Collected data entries
..........

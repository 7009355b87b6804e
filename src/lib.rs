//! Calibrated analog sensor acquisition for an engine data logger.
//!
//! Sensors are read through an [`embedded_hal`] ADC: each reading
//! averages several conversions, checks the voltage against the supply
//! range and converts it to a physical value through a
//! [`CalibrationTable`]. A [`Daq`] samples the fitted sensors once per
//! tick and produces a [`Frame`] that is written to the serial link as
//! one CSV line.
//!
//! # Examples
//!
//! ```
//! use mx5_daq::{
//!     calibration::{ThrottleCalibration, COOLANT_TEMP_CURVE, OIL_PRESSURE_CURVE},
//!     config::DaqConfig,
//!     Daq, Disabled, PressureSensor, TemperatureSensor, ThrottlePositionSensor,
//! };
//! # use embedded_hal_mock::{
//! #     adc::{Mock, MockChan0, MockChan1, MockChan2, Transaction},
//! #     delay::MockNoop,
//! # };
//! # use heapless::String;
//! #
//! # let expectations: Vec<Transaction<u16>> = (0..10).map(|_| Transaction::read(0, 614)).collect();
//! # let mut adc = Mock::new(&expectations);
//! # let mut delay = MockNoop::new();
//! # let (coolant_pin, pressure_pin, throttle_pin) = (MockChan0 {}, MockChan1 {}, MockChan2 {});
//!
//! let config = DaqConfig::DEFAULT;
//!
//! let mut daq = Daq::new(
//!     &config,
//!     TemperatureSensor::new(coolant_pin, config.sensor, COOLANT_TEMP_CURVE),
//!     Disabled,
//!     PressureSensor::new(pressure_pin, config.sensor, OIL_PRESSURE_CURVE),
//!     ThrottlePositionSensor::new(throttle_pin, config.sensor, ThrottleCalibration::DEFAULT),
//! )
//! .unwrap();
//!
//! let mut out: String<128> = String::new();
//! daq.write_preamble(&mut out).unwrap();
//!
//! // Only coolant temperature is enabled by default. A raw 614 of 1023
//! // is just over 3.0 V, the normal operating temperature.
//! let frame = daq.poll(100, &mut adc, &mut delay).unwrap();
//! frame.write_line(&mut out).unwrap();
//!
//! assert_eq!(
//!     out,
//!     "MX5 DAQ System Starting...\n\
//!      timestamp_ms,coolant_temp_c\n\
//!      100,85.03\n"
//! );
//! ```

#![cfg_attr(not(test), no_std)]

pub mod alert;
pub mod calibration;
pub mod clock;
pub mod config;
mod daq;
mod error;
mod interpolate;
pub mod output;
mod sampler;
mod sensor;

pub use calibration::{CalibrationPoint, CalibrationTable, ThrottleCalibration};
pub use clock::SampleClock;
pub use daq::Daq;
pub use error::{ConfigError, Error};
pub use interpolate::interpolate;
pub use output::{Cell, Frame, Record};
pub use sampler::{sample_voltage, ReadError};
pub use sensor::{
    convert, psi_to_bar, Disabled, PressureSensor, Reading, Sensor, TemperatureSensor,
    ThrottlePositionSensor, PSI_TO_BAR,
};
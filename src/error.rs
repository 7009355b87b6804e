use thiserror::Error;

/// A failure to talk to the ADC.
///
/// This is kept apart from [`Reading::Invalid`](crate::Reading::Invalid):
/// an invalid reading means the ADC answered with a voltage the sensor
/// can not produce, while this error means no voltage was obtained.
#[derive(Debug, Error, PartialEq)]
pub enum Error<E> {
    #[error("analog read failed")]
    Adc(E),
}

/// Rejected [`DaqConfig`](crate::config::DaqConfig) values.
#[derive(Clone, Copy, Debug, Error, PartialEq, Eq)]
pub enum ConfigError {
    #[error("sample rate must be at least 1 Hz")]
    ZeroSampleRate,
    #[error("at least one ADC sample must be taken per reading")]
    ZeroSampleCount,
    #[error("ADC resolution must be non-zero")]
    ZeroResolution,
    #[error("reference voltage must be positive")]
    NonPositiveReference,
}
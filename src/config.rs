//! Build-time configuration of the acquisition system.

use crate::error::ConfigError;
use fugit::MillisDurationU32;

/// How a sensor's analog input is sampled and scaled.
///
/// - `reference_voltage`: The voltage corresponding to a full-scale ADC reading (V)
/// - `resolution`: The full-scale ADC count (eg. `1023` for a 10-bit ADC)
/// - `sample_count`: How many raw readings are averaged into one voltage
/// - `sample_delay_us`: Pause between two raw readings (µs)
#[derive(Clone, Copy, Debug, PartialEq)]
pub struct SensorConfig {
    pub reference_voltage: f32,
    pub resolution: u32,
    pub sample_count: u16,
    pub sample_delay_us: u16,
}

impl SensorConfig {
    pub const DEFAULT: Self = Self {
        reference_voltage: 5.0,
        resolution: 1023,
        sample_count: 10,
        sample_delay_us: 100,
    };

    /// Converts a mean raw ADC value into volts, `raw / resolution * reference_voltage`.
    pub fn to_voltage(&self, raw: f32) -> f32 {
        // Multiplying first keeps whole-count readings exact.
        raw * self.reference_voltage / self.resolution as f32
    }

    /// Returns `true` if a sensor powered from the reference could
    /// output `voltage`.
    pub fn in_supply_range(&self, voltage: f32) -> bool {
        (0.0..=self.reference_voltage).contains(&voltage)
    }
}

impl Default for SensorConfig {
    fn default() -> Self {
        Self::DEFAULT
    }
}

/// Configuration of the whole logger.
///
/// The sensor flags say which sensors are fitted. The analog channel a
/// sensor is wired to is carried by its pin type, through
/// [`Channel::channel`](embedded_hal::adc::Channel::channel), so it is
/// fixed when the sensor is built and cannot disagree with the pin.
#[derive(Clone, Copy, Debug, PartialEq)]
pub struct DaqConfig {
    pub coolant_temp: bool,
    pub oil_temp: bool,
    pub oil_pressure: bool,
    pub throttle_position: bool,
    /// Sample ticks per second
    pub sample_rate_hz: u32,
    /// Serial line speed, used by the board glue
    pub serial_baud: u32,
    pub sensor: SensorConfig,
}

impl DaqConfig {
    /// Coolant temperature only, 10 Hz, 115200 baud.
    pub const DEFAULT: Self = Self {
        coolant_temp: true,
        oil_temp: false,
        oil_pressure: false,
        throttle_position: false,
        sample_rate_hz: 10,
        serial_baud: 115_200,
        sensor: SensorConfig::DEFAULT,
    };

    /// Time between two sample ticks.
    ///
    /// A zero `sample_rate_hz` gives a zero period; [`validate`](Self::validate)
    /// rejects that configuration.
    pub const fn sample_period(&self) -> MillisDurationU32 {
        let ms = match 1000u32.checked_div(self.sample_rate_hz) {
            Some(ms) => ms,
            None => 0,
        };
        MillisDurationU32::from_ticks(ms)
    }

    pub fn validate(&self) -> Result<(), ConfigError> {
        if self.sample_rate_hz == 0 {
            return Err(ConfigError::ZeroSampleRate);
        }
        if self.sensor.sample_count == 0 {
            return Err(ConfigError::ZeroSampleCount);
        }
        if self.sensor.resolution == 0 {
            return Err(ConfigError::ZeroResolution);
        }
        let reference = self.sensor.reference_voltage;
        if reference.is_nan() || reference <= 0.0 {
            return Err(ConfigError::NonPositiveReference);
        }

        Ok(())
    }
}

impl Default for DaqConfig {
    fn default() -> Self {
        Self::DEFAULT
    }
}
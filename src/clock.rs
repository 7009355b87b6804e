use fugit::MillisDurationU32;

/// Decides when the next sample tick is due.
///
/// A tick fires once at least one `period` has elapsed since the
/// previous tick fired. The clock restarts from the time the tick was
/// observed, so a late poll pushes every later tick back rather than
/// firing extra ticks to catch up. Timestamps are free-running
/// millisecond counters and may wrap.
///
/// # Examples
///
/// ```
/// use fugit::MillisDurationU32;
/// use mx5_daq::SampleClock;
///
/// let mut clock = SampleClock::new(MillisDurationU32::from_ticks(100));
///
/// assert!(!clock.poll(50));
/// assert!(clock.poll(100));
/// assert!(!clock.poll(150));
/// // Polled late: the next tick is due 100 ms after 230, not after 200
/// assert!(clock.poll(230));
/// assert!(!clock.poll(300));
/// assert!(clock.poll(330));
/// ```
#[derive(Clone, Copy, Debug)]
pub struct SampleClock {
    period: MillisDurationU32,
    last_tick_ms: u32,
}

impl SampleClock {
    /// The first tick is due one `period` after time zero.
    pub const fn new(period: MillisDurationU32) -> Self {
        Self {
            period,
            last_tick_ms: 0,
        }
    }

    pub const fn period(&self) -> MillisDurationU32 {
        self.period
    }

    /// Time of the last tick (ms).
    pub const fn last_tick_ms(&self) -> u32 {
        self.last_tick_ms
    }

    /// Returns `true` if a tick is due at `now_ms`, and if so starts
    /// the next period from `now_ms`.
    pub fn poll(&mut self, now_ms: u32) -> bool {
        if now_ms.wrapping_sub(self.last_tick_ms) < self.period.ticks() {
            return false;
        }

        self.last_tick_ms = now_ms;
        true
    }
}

..........

In the records above, locate every line with the string "means" and copy it.

/// an invalid reading means the ADC answered with a voltage the sensor
/// can not produce, while this error means no voltage was obtained.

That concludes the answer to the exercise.